EXERCISE MATERIALS Block Start

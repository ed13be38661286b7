use std::collections::BTreeSet;

use crate::classpath::ClassIndex;
use crate::signature::{OBJECT, TypeRef};

/// Upper bound on tracked concrete values per element. Loops would otherwise
/// grow value sets without bound; overflow collapses to "type only".
pub(crate) const VALUE_CAP: usize = 32;

/// Identifier of a method: owner, name, parameter and return types, static
/// flag. Equality is structural.
#[derive(Clone, Debug, PartialEq, Eq, PartialOrd, Ord, Hash)]
pub(crate) struct MethodIdentifier {
    pub(crate) owner: String,
    pub(crate) name: String,
    pub(crate) parameters: Vec<TypeRef>,
    pub(crate) return_type: TypeRef,
    pub(crate) is_static: bool,
}

/// Immutable constant observed on a stack slot or local.
#[derive(Clone, Debug, PartialEq, Eq, PartialOrd, Ord)]
pub(crate) enum Constant {
    Null,
    Bool(bool),
    Int(i64),
    /// f32/f64 widened to f64 and stored by bits for total ordering.
    Bits(u64),
    Str(String),
}

impl Constant {
    pub(crate) fn type_name(&self) -> &'static str {
        match self {
            Constant::Null => OBJECT,
            Constant::Bool(_) => "boolean",
            Constant::Int(_) => "int",
            Constant::Bits(_) => "double",
            Constant::Str(_) => "java.lang.String",
        }
    }

    pub(crate) fn as_int(&self) -> Option<i64> {
        match self {
            Constant::Int(value) => Some(*value),
            _ => None,
        }
    }

    pub(crate) fn as_str(&self) -> Option<&str> {
        match self {
            Constant::Str(value) => Some(value),
            _ => None,
        }
    }
}

/// Aggregated state of one response-builder chain: the status codes it may
/// carry, declared header names, and bound body types.
#[derive(Clone, Debug, Default, PartialEq, Eq, PartialOrd, Ord)]
pub(crate) struct HttpResponse {
    pub(crate) statuses: BTreeSet<u16>,
    pub(crate) headers: BTreeSet<String>,
    pub(crate) entity_types: BTreeSet<String>,
}

impl HttpResponse {
    pub(crate) fn merge(mut self, other: HttpResponse) -> HttpResponse {
        self.statuses.extend(other.statuses);
        self.headers.extend(other.headers);
        self.entity_types.extend(other.entity_types);
        self
    }
}

/// Deferred call captured on the stack by an invokedynamic instruction.
/// Invoking it produces the same result as invoking the target directly
/// with the bound arguments.
#[derive(Clone, Debug, PartialEq)]
pub(crate) struct MethodHandle {
    pub(crate) target: MethodIdentifier,
    pub(crate) bound_args: Vec<Element>,
}

/// Abstract value on the simulator's operand stack or in a local slot: a
/// carrier type, the concrete values observed on it, the response-builder
/// aggregates it may hold, and (for captured callables) a method handle.
///
/// Distinct builder chains stay distinct under merge: control-flow joins
/// union the *set* of aggregates, while one chain's statuses merge inside
/// a single aggregate. This is what keeps `200 + body` apart from a bare
/// `404` when both arms of a branch return.
#[derive(Clone, Debug, PartialEq)]
pub(crate) struct Element {
    pub(crate) type_name: String,
    pub(crate) values: BTreeSet<Constant>,
    overflowed: bool,
    pub(crate) responses: BTreeSet<HttpResponse>,
    pub(crate) handle: Option<MethodHandle>,
}

impl Element {
    pub(crate) fn of_type(name: &str) -> Self {
        Self {
            type_name: name.to_string(),
            values: BTreeSet::new(),
            overflowed: false,
            responses: BTreeSet::new(),
            handle: None,
        }
    }

    pub(crate) fn empty() -> Self {
        Self::of_type(OBJECT)
    }

    pub(crate) fn constant(value: Constant) -> Self {
        let mut element = Self::of_type(value.type_name());
        element.values.insert(value);
        element
    }

    pub(crate) fn response(type_name: &str, response: HttpResponse) -> Self {
        let mut element = Self::of_type(type_name);
        element.responses.insert(response);
        element
    }

    pub(crate) fn with_handle(type_name: &str, handle: MethodHandle) -> Self {
        let mut element = Self::of_type(type_name);
        element.handle = Some(handle);
        element
    }

    /// Same values and payload under a different carrier type.
    pub(crate) fn with_type(mut self, name: &str) -> Element {
        self.type_name = name.to_string();
        self
    }

    pub(crate) fn is_null_only(&self) -> bool {
        self.values.len() == 1 && self.values.contains(&Constant::Null)
    }

    /// Record a concrete value, honoring the value cap.
    pub(crate) fn add_value(&mut self, value: Constant) {
        if self.overflowed {
            return;
        }
        self.values.insert(value);
        if self.values.len() > VALUE_CAP {
            self.values.clear();
            self.overflowed = true;
        }
    }

    /// Merge two abstract values: concrete sets union (null drops against
    /// non-null), response aggregates union as sets, and the carrier type
    /// becomes the most specific common supertype the resolver knows.
    pub(crate) fn merge(self, other: Element, index: &ClassIndex) -> Element {
        let type_name = if self.is_typeless() {
            if other.is_typeless() {
                OBJECT.to_string()
            } else {
                other.type_name.clone()
            }
        } else if other.is_typeless() {
            self.type_name.clone()
        } else {
            index.common_supertype(&self.type_name, &other.type_name)
        };

        let overflowed = self.overflowed || other.overflowed;
        let mut values = BTreeSet::new();
        if !overflowed {
            values.extend(self.values);
            values.extend(other.values);
            if values.len() > 1 {
                values.remove(&Constant::Null);
            }
        }
        let overflowed = overflowed || values.len() > VALUE_CAP;
        if overflowed {
            values.clear();
        }

        let mut responses = self.responses;
        responses.extend(other.responses);

        // Distinct deferred calls cannot be represented as one handle.
        let handle = match (self.handle, other.handle) {
            (Some(left), Some(right)) if left == right => Some(left),
            (Some(_), Some(_)) => None,
            (Some(left), None) => Some(left),
            (None, right) => right,
        };

        Element {
            type_name,
            values,
            overflowed,
            responses,
            handle,
        }
    }

    /// A null constant or an untyped placeholder carries no type
    /// information worth keeping through a merge.
    fn is_typeless(&self) -> bool {
        self.is_null_only() || (self.values.is_empty() && self.type_name == OBJECT)
    }
}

EXERCISE MATERIALS Block End

What lines above contain "union"? Copy them out.

SOLUTION FOR THIS PROBLEM:
/// union the *set* of aggregates, while one chain's statuses merge inside
    /// Merge two abstract values: concrete sets union (null drops against
    /// non-null), response aggregates union as sets, and the carrier type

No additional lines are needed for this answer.